Even though it's in Japanese, just use Google Translate to read it.
Somebody gave me an origami book once. I never read it - I couldn't, it was all creased seven ways to Sunday.
It's true I tell you, feller at work's next door neighbour read it in the paper.
Japan wants to fly paper plane from International Space Station to earth:
http://mdn.mainichi.jp/national/news/20080118p2a00m0na025000c.html
I have excellent Karma and I am not afraid to Troll it.

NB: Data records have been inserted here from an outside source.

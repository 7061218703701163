use rollupdb_costs::{
    CostResult, CostsExt, OperationCost, cost_return_on_error, cost_return_on_error_no_add,
};
use tracing::{debug, trace, warn};

use super::MerkleTree;
use crate::{
    Hash, MerkleTreeError, TreeStore,
    hasher::TreeHasher,
    node::{Node, PackedSubtree, pair_bytes},
    working_set::WorkingSet,
};

/// A complete subtree hashed from one chunk of values.
struct Subtree {
    start: u64,
    height: u32,
    root: Hash,
    blob: Vec<u8>,
}

/// Height of the largest aligned power-of-two chunk that starts at `index`
/// and fits in `remaining` values.
pub(crate) fn chunk_height(index: u64, remaining: usize) -> u32 {
    let remaining = remaining as u64;
    let mut height = remaining.next_power_of_two().trailing_zeros();
    while (1u64 << height) > remaining || index % (1u64 << height) != 0 {
        height -= 1;
    }
    height
}

impl<H: TreeHasher> MerkleTree<H> {
    /// Write `values` to consecutive leaves starting at `start_index` and
    /// return the new root.
    ///
    /// Values are split into aligned power-of-two chunks; each chunk is
    /// hashed into a complete subtree and stored as a single packed node.
    /// Every chunk is committed on its own, so a failure part-way leaves the
    /// chunks before it in place and the tree consistent with them.
    ///
    /// Replaying a chunk whose packed subtree is already in place is a no-op;
    /// writing different values over it fails with
    /// [`MerkleTreeError::SubtreeConflict`].
    pub fn put_range<S: TreeStore, V: AsRef<[u8]>>(
        &mut self,
        store: &S,
        start_index: u64,
        values: &[V],
    ) -> CostResult<Hash, MerkleTreeError> {
        let mut cost = OperationCost::default();
        if values.is_empty() {
            return Ok(self.root).wrap_with_cost(cost);
        }
        let last = start_index.saturating_add(values.len() as u64 - 1);
        cost_return_on_error_no_add!(&cost, self.check_index(last));

        let mut index = start_index;
        let mut remaining = values;
        while !remaining.is_empty() {
            let height = chunk_height(index, remaining.len());
            let (chunk, rest) = remaining.split_at(1usize << height);
            cost_return_on_error!(&mut cost, self.put_chunk(store, index, height, chunk));
            index += chunk.len() as u64;
            remaining = rest;
        }

        debug!(
            tree = %self.display_name(),
            start_index,
            count = values.len(),
            size = self.size,
            root = %hex::encode(self.root),
            "updated elements"
        );
        Ok(self.root).wrap_with_cost(cost)
    }

    fn put_chunk<S: TreeStore, V: AsRef<[u8]>>(
        &mut self,
        store: &S,
        start: u64,
        height: u32,
        chunk: &[V],
    ) -> CostResult<(), MerkleTreeError> {
        let mut cost = OperationCost::default();
        let layers = self.hasher.hash_tree_from_values(chunk);
        cost.hash_node_calls += layers.len() as u32;
        let (root, blob) = PackedSubtree::blob_from_layers(&layers);
        let subtree = Subtree {
            start,
            height,
            root,
            blob,
        };
        trace!(
            tree = %self.display_name(),
            start,
            height,
            root = %hex::encode(root),
            "inserting chunk"
        );

        let mut ws = WorkingSet::new(store, &self.zero_hashes);
        let new_root = if root == *self.zero_hashes.at(height) {
            self.root
        } else {
            cost_return_on_error!(
                &mut cost,
                self.insert_subtree(&mut ws, &subtree, self.root, start, self.depth)
            )
        };
        let batch = cost_return_on_error!(&mut cost, self.link_root(ws, new_root));
        let new_size = self.size.max(start + (1u64 << height));
        cost_return_on_error!(&mut cost, self.commit(store, batch, new_root, new_size));
        Ok(()).wrap_with_cost(cost)
    }

    /// Splice `subtree` below the node `root` at `height` and return the
    /// node's new hash. `index` is the subtree start relative to the node.
    fn insert_subtree<S: TreeStore>(
        &self,
        ws: &mut WorkingSet<'_, S>,
        subtree: &Subtree,
        root: Hash,
        index: u64,
        height: u32,
    ) -> CostResult<Hash, MerkleTreeError> {
        let mut cost = OperationCost::default();
        let conflict = || MerkleTreeError::SubtreeConflict {
            index: subtree.start,
            height: subtree.height,
        };

        if height == subtree.height {
            if root == subtree.root {
                warn!(
                    tree = %self.display_name(),
                    start = subtree.start,
                    height,
                    "subtree already in place, skipping"
                );
                return Ok(root).wrap_with_cost(cost);
            }
            if height > 0 {
                let existing = cost_return_on_error!(&mut cost, ws.load_node(&root, height));
                if let Node::Packed(_) = existing {
                    return Err(conflict()).wrap_with_cost(cost);
                }
                ws.stage(subtree.root, subtree.blob.clone());
            }
            return Ok(subtree.root).wrap_with_cost(cost);
        }

        let node = cost_return_on_error!(&mut cost, ws.load_node(&root, height));
        if let Node::Packed(existing) = &node {
            // A packed subtree already covers the whole target region.
            let in_place = existing.hash_at(subtree.height, index >> subtree.height);
            if in_place == subtree.root {
                warn!(
                    tree = %self.display_name(),
                    start = subtree.start,
                    height = subtree.height,
                    "subtree already in place, skipping"
                );
                return Ok(root).wrap_with_cost(cost);
            }
            return Err(conflict()).wrap_with_cost(cost);
        }

        let (mut left, mut right) = ws.children(node, height);
        let child_index = index & ((1u64 << (height - 1)) - 1);
        if (index >> (height - 1)) & 1 == 1 {
            right = cost_return_on_error!(
                &mut cost,
                self.insert_subtree(ws, subtree, right, child_index, height - 1)
            );
        } else {
            left = cost_return_on_error!(
                &mut cost,
                self.insert_subtree(ws, subtree, left, child_index, height - 1)
            );
        }

        let new_root = self.hasher.compress(&left, &right);
        cost.hash_node_calls += 1;
        ws.stage(new_root, pair_bytes(&left, &right));
        Ok(new_root).wrap_with_cost(cost)
    }
}
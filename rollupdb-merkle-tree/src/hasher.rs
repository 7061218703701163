//! Hashing capability injected into trees.
//!
//! Domain separation of the default hasher:
//! - Leaves:     `blake3(0x00 || value)`
//! - Pair nodes: `blake3(0x01 || left || right)`

use crate::Hash;

const LEAF_TAG: u8 = 0x00;
const NODE_TAG: u8 = 0x01;

/// Leaf hashing and two-to-one compression used to build a tree.
pub trait TreeHasher {
    /// Hash an arbitrary leaf value.
    fn hash_leaf(&self, value: &[u8]) -> Hash;

    /// Hash two child hashes into their parent.
    fn compress(&self, left: &Hash, right: &Hash) -> Hash;

    /// Hash a power-of-two number of values into a complete subtree.
    ///
    /// Returns every layer bottom-up: the leaf hashes first, then each parent
    /// layer, ending with the root. `values.len()` must be a power of two.
    fn hash_tree_from_values<V: AsRef<[u8]>>(&self, values: &[V]) -> Vec<Hash> {
        debug_assert!(values.len().is_power_of_two());
        let mut hashes: Vec<Hash> = Vec::with_capacity(values.len() * 2 - 1);
        hashes.extend(values.iter().map(|v| self.hash_leaf(v.as_ref())));

        let mut layer_start = 0;
        let mut layer_len = values.len();
        while layer_len > 1 {
            for i in (layer_start..layer_start + layer_len).step_by(2) {
                let parent = self.compress(&hashes[i], &hashes[i + 1]);
                hashes.push(parent);
            }
            layer_start += layer_len;
            layer_len /= 2;
        }
        hashes
    }
}

/// Blake3 with leaf/node domain tags.
#[derive(Debug, Clone, Copy, Default, PartialEq, Eq)]
pub struct Blake3Hasher;

impl TreeHasher for Blake3Hasher {
    fn hash_leaf(&self, value: &[u8]) -> Hash {
        let mut hasher = blake3::Hasher::new();
        hasher.update(&[LEAF_TAG]);
        hasher.update(value);
        *hasher.finalize().as_bytes()
    }

    fn compress(&self, left: &Hash, right: &Hash) -> Hash {
        let mut hasher = blake3::Hasher::new();
        hasher.update(&[NODE_TAG]);
        hasher.update(left);
        hasher.update(right);
        *hasher.finalize().as_bytes()
    }
}

#[cfg(test)]
mod tests {
    use super::*;

    #[test]
    fn leaf_and_node_domains_differ() {
        let h = Blake3Hasher;
        let left = [1u8; 32];
        let right = [2u8; 32];
        let mut concatenated = left.to_vec();
        concatenated.extend_from_slice(&right);
        assert_ne!(h.hash_leaf(&concatenated), h.compress(&left, &right));
    }

    #[test]
    fn hash_tree_from_values_layers() {
        let h = Blake3Hasher;
        let values: Vec<Vec<u8>> = (0u8..4).map(|i| vec![i; 8]).collect();
        let hashes = h.hash_tree_from_values(&values);
        assert_eq!(hashes.len(), 7);

        let leaves: Vec<Hash> = values.iter().map(|v| h.hash_leaf(v)).collect();
        assert_eq!(&hashes[..4], &leaves[..]);
        assert_eq!(hashes[4], h.compress(&leaves[0], &leaves[1]));
        assert_eq!(hashes[5], h.compress(&leaves[2], &leaves[3]));
        assert_eq!(hashes[6], h.compress(&hashes[4], &hashes[5]));
    }

    #[test]
    fn single_value_tree_is_its_leaf() {
        let h = Blake3Hasher;
        let hashes = h.hash_tree_from_values(&[b"only"]);
        assert_eq!(hashes, vec![h.hash_leaf(b"only")]);
    }
}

I would think that a metal foil would provide a better "paper" for the plane. Not only would it resist higher temperatures, but it would conduct heat from the hot side to radiate heat on the upper side. Chemically etching the foil on the upper surface to make it black would also help radiate heat. Finally, a metal foil plane would have a higher radar cross-section so it might be possible to track the trajectory and recover the plane.

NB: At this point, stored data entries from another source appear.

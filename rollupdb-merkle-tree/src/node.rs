//! Stored node representations.
//!
//! Nodes are content-addressed: the key of a stored node is its hash. The
//! length of the stored bytes tells the representations apart:
//! - 64 bytes: a pair node, `left || right`;
//! - longer: a packed subtree, every layer of a complete subtree except its
//!   root, leaf layer first.
//!
//! Subtrees whose hash is on the zero ladder are never stored.

use crate::{HASH_SIZE, Hash, MerkleTreeError};

/// Length of a stored pair node.
pub(crate) const PAIR_SIZE: usize = 2 * HASH_SIZE;

/// A node loaded from the store, resolved against the zero ladder.
#[derive(Debug, Clone, PartialEq, Eq)]
pub(crate) enum Node {
    ImplicitZero,
    Pair { left: Hash, right: Hash },
    Packed(PackedSubtree),
}

impl Node {
    /// Interpret bytes stored for a node at `height`.
    pub(crate) fn decode(bytes: Vec<u8>, height: u32) -> Result<Self, MerkleTreeError> {
        match bytes.len() {
            PAIR_SIZE => {
                let (left, right) = split_pair(&bytes);
                Ok(Node::Pair { left, right })
            }
            len if len > PAIR_SIZE => {
                let packed = PackedSubtree::from_bytes(bytes)?;
                if packed.height() != height {
                    return Err(MerkleTreeError::CorruptedData(format!(
                        "packed subtree of height {} found at height {height}",
                        packed.height()
                    )));
                }
                Ok(Node::Packed(packed))
            }
            len => Err(MerkleTreeError::CorruptedData(format!(
                "stored node of {len} bytes"
            ))),
        }
    }
}

pub(crate) fn pair_bytes(left: &Hash, right: &Hash) -> Vec<u8> {
    let mut bytes = Vec::with_capacity(PAIR_SIZE);
    bytes.extend_from_slice(left);
    bytes.extend_from_slice(right);
    bytes
}

/// Split 64 pair bytes into the two child hashes.
pub(crate) fn split_pair(bytes: &[u8]) -> (Hash, Hash) {
    let mut left = [0u8; HASH_SIZE];
    let mut right = [0u8; HASH_SIZE];
    left.copy_from_slice(&bytes[..HASH_SIZE]);
    right.copy_from_slice(&bytes[HASH_SIZE..PAIR_SIZE]);
    (left, right)
}

/// Every non-root layer of a complete subtree of height `height >= 2`.
#[derive(Debug, Clone, PartialEq, Eq)]
pub(crate) struct PackedSubtree {
    height: u32,
    data: Vec<u8>,
}

impl PackedSubtree {
    /// Stored length for a subtree of `height`: `(2^(height+1) - 2)` hashes.
    pub(crate) fn blob_len(height: u32) -> usize {
        HASH_SIZE * ((1usize << (height + 1)) - 2)
    }

    /// Split the output of `hash_tree_from_values` into the root and the
    /// bytes stored under it.
    pub(crate) fn blob_from_layers(layers: &[Hash]) -> (Hash, Vec<u8>) {
        let (root, rest) = match layers.split_last() {
            Some((root, rest)) => (*root, rest),
            None => return ([0u8; HASH_SIZE], Vec::new()),
        };
        (root, rest.concat())
    }

    pub(crate) fn from_bytes(data: Vec<u8>) -> Result<Self, MerkleTreeError> {
        let hashes = data.len() / HASH_SIZE;
        let valid_shape = data.len() % HASH_SIZE == 0 && (hashes + 2).is_power_of_two();
        let height = (hashes + 2).trailing_zeros().saturating_sub(1);
        if !valid_shape || height < 2 {
            return Err(MerkleTreeError::CorruptedData(format!(
                "{} bytes is not a packed subtree",
                data.len()
            )));
        }
        Ok(PackedSubtree { height, data })
    }

    pub(crate) fn height(&self) -> u32 {
        self.height
    }

    /// Byte offset where `layer` starts; layer 0 holds the leaves.
    fn layer_offset(&self, layer: u32) -> usize {
        HASH_SIZE * ((1usize << (self.height + 1)) - (1usize << (self.height + 1 - layer)))
    }

    /// Hash at `position` within `layer`, for `layer < height`.
    pub(crate) fn hash_at(&self, layer: u32, position: u64) -> Hash {
        let offset = self.layer_offset(layer) + position as usize * HASH_SIZE;
        let mut hash = [0u8; HASH_SIZE];
        hash.copy_from_slice(&self.data[offset..offset + HASH_SIZE]);
        hash
    }

    /// The two children of the subtree root.
    pub(crate) fn top_children(&self) -> (Hash, Hash) {
        (
            self.hash_at(self.height - 1, 0),
            self.hash_at(self.height - 1, 1),
        )
    }

    /// Sibling pairs from the leaf layer up to the root's children for the
    /// leaf at `index`, relative to this subtree.
    pub(crate) fn sibling_pairs(&self, index: u64) -> Vec<(Hash, Hash)> {
        (0..self.height)
            .map(|layer| {
                let left = (index >> layer) & !1;
                (self.hash_at(layer, left), self.hash_at(layer, left + 1))
            })
            .collect()
    }

    /// Stored bytes of the two child subtrees, each of height `height - 1`.
    ///
    /// Children of height 1 come out as 64-byte pair nodes.
    pub(crate) fn split(&self) -> (Vec<u8>, Vec<u8>) {
        let child_len = Self::blob_len(self.height - 1);
        let mut left = Vec::with_capacity(child_len);
        let mut right = Vec::with_capacity(child_len);
        for layer in 0..self.height - 1 {
            let start = self.layer_offset(layer);
            let half = HASH_SIZE << (self.height - 1 - layer);
            left.extend_from_slice(&self.data[start..start + half]);
            right.extend_from_slice(&self.data[start + half..start + 2 * half]);
        }
        (left, right)
    }
}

If purists insist on paper, the one could deposit a thin foil veneer on the leading edges or deposit a trace-work of metal to create a reflector of radar waves (extra credit for adding an RFID chip to the mix).
Two wrongs don't make a right, but three lefts do.
What if it crashes? All the boffins are gathered, scratching their heads, and then one of them will say "But it looked fine on paper!" Then all the others will groan, and proceed to calculate the optimum method for beating the crap out of him.
Confucius say, "Find worm in apple - bad. Find half a worm - worse."
Good point. Paper has got to be cheaper than our current heat tiles.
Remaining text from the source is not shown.